Collection entries:
┄┄┄┄┄┄┄┄┄┄┄┄┄┄┄┄┄┄┄┄
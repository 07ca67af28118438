use sqlx::migrate::{MigrateError, Migrator};

use crate::DbPool;

pub static MIGRATOR: Migrator = sqlx::migrate!("../../migrations");

pub async fn run_pending(pool: &DbPool) -> Result<(), MigrateError> {
    MIGRATOR.run(pool).await
}

#[cfg(test)]
mod tests {
    use sqlx::Row;

    use super::run_pending;
    use crate::{connect_with_settings, migrations::MIGRATOR};

    const MANAGED_SCHEMA_OBJECTS: &[&str] = &[
        "property",
        "conversation_event",
        "booking_record",
        "delivery_log",
        "idx_conversation_event_key_position",
        "idx_conversation_event_key_message",
        "idx_booking_record_one_pending_per_key",
        "idx_booking_record_approver_status",
        "idx_booking_record_property_status",
    ];

    async fn table_count(pool: &sqlx::SqlitePool, table: &str) -> i64 {
        sqlx::query(
            "SELECT COUNT(*) AS count FROM sqlite_master WHERE type = 'table' AND name = ?",
        )
        .bind(table)
        .fetch_one(pool)
        .await
        .expect("check table")
        .get::<i64, _>("count")
    }

    #[tokio::test]
    async fn migrations_create_baseline_tables() {
        let pool = connect_with_settings("sqlite::memory:", 1, 30).await.expect("connect");
        run_pending(&pool).await.expect("run migrations");

        for table in ["property", "conversation_event", "booking_record", "delivery_log"] {
            assert_eq!(table_count(&pool, table).await, 1, "table `{table}` should exist");
        }
    }

    #[tokio::test]
    async fn pending_booking_index_rejects_a_second_pending_row_per_key() {
        let pool = connect_with_settings("sqlite::memory:", 1, 30).await.expect("connect");
        run_pending(&pool).await.expect("run migrations");

        let insert = |id: &'static str, status: &'static str| {
            sqlx::query(
                "INSERT INTO booking_record (
                    id, guest_id, property_id, approver_id, check_in, check_out, total_price,
                    currency, payment_status, booking_status, screenshot_ref, payer_name,
                    payer_bank, attempt, created_at
                 ) VALUES (?, 'guest-1', 'prop-1', 'host-1', '2025-11-24', '2025-11-30', '600',
                    'USD', ?, 'draft', 'file://r.jpg', 'Ali Khan', 'JazzCash', 1,
                    '2025-11-01T00:00:00Z')",
            )
            .bind(id)
            .bind(status)
        };

        insert("BK-1", "pending").execute(&pool).await.expect("first pending row");
        let duplicate = insert("BK-2", "pending").execute(&pool).await;
        assert!(duplicate.is_err(), "second pending row for the same key must be rejected");
        insert("BK-3", "rejected").execute(&pool).await.expect("decided rows are unrestricted");
    }

    #[tokio::test]
    async fn migrations_are_reversible() {
        let pool = connect_with_settings("sqlite::memory:", 1, 30).await.expect("connect");
        run_pending(&pool).await.expect("run migrations");

        MIGRATOR.undo(&pool, 0).await.expect("undo migrations");

        assert_eq!(table_count(&pool, "conversation_event").await, 0);
    }

    #[tokio::test]
    async fn migrations_up_down_up_preserves_schema_signature() {
        let pool = connect_with_settings("sqlite::memory:", 1, 30).await.expect("connect");
        run_pending(&pool).await.expect("run migrations");

        let initial_signature = managed_schema_signature(&pool).await;
        assert_eq!(
            initial_signature.len(),
            MANAGED_SCHEMA_OBJECTS.len(),
            "initial migration pass should create all managed schema objects",
        );

        MIGRATOR.undo(&pool, 0).await.expect("undo migrations");

        let after_down_signature = managed_schema_signature(&pool).await;
        assert!(
            after_down_signature.is_empty(),
            "managed schema objects should be removed after full undo",
        );

        run_pending(&pool).await.expect("re-run migrations");

        let after_second_up_signature = managed_schema_signature(&pool).await;
        assert_eq!(
            after_second_up_signature, initial_signature,
            "up/down/up should preserve migration-managed schema signature",
        );
    }

    async fn managed_schema_signature(pool: &sqlx::SqlitePool) -> Vec<(String, String, String)> {
        let mut signature: Vec<(String, String, String)> = sqlx::query(
            "SELECT type, name, IFNULL(sql, '') AS sql
             FROM sqlite_master
             WHERE type IN ('table', 'index')",
        )
        .fetch_all(pool)
        .await
        .expect("load schema objects")
        .into_iter()
        .filter_map(|row| {
            let name = row.get::<String, _>("name");
            if MANAGED_SCHEMA_OBJECTS.contains(&name.as_str()) {
                Some((row.get::<String, _>("type"), name, row.get::<String, _>("sql")))
            } else {
                None
            }
        })
        .collect();
        signature.sort();
        signature
    }
}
┄┄┄┄┄┄┄┄┄┄┄┄┄┄┄┄┄┄┄┄
◆ PROBLEM REQUIREMENTS:
However many lines the data holds, return each one exactly.

◆ RESULT FOR THIS EXERCISE:
repository 07ca67af28118438
use sqlx::migrate::{MigrateError, Migrator};

use crate::DbPool;

pub static MIGRATOR: Migrator = sqlx::migrate!("../../migrations");

pub async fn run_pending(pool: &DbPool) -> Result<(), MigrateError> {
    MIGRATOR.run(pool).await
}

#[cfg(test)]
mod tests {
    use sqlx::Row;

    use super::run_pending;
    use crate::{connect_with_settings, migrations::MIGRATOR};

    const MANAGED_SCHEMA_OBJECTS: &[&str] = &[
        "property",
        "conversation_event",
        "booking_record",
        "delivery_log",
        "idx_conversation_event_key_position",
        "idx_conversation_event_key_message",
        "idx_booking_record_one_pending_per_key",
        "idx_booking_record_approver_status",
        "idx_booking_record_property_status",
    ];

    async fn table_count(pool: &sqlx::SqlitePool, table: &str) -> i64 {
        sqlx::query(
            "SELECT COUNT(*) AS count FROM sqlite_master WHERE type = 'table' AND name = ?",
        )
        .bind(table)
        .fetch_one(pool)
        .await
        .expect("check table")
        .get::<i64, _>("count")
    }

    #[tokio::test]
    async fn migrations_create_baseline_tables() {
        let pool = connect_with_settings("sqlite::memory:", 1, 30).await.expect("connect");
        run_pending(&pool).await.expect("run migrations");

        for table in ["property", "conversation_event", "booking_record", "delivery_log"] {
            assert_eq!(table_count(&pool, table).await, 1, "table `{table}` should exist");
        }
    }

    #[tokio::test]
    async fn pending_booking_index_rejects_a_second_pending_row_per_key() {
        let pool = connect_with_settings("sqlite::memory:", 1, 30).await.expect("connect");
        run_pending(&pool).await.expect("run migrations");

        let insert = |id: &'static str, status: &'static str| {
            sqlx::query(
                "INSERT INTO booking_record (
                    id, guest_id, property_id, approver_id, check_in, check_out, total_price,
                    currency, payment_status, booking_status, screenshot_ref, payer_name,
                    payer_bank, attempt, created_at
                 ) VALUES (?, 'guest-1', 'prop-1', 'host-1', '2025-11-24', '2025-11-30', '600',
                    'USD', ?, 'draft', 'file://r.jpg', 'Ali Khan', 'JazzCash', 1,
                    '2025-11-01T00:00:00Z')",
            )
            .bind(id)
            .bind(status)
        };

        insert("BK-1", "pending").execute(&pool).await.expect("first pending row");
        let duplicate = insert("BK-2", "pending").execute(&pool).await;
        assert!(duplicate.is_err(), "second pending row for the same key must be rejected");
        insert("BK-3", "rejected").execute(&pool).await.expect("decided rows are unrestricted");
    }

    #[tokio::test]
    async fn migrations_are_reversible() {
        let pool = connect_with_settings("sqlite::memory:", 1, 30).await.expect("connect");
        run_pending(&pool).await.expect("run migrations");

        MIGRATOR.undo(&pool, 0).await.expect("undo migrations");

        assert_eq!(table_count(&pool, "conversation_event").await, 0);
    }

    #[tokio::test]
    async fn migrations_up_down_up_preserves_schema_signature() {
        let pool = connect_with_settings("sqlite::memory:", 1, 30).await.expect("connect");
        run_pending(&pool).await.expect("run migrations");

        let initial_signature = managed_schema_signature(&pool).await;
        assert_eq!(
            initial_signature.len(),
            MANAGED_SCHEMA_OBJECTS.len(),
            "initial migration pass should create all managed schema objects",
        );

        MIGRATOR.undo(&pool, 0).await.expect("undo migrations");

        let after_down_signature = managed_schema_signature(&pool).await;
        assert!(
            after_down_signature.is_empty(),
            "managed schema objects should be removed after full undo",
        );

        run_pending(&pool).await.expect("re-run migrations");

        let after_second_up_signature = managed_schema_signature(&pool).await;
        assert_eq!(
            after_second_up_signature, initial_signature,
            "up/down/up should preserve migration-managed schema signature",
        );
    }

    async fn managed_schema_signature(pool: &sqlx::SqlitePool) -> Vec<(String, String, String)> {
        let mut signature: Vec<(String, String, String)> = sqlx::query(
            "SELECT type, name, IFNULL(sql, '') AS sql
             FROM sqlite_master
             WHERE type IN ('table', 'index')",
        )
        .fetch_all(pool)
        .await
        .expect("load schema objects")
        .into_iter()
        .filter_map(|row| {
            let name = row.get::<String, _>("name");
            if MANAGED_SCHEMA_OBJECTS.contains(&name.as_str()) {
                Some((row.get::<String, _>("type"), name, row.get::<String, _>("sql")))
            } else {
                None
            }
        })
        .collect();
        signature.sort();
        signature
    }
}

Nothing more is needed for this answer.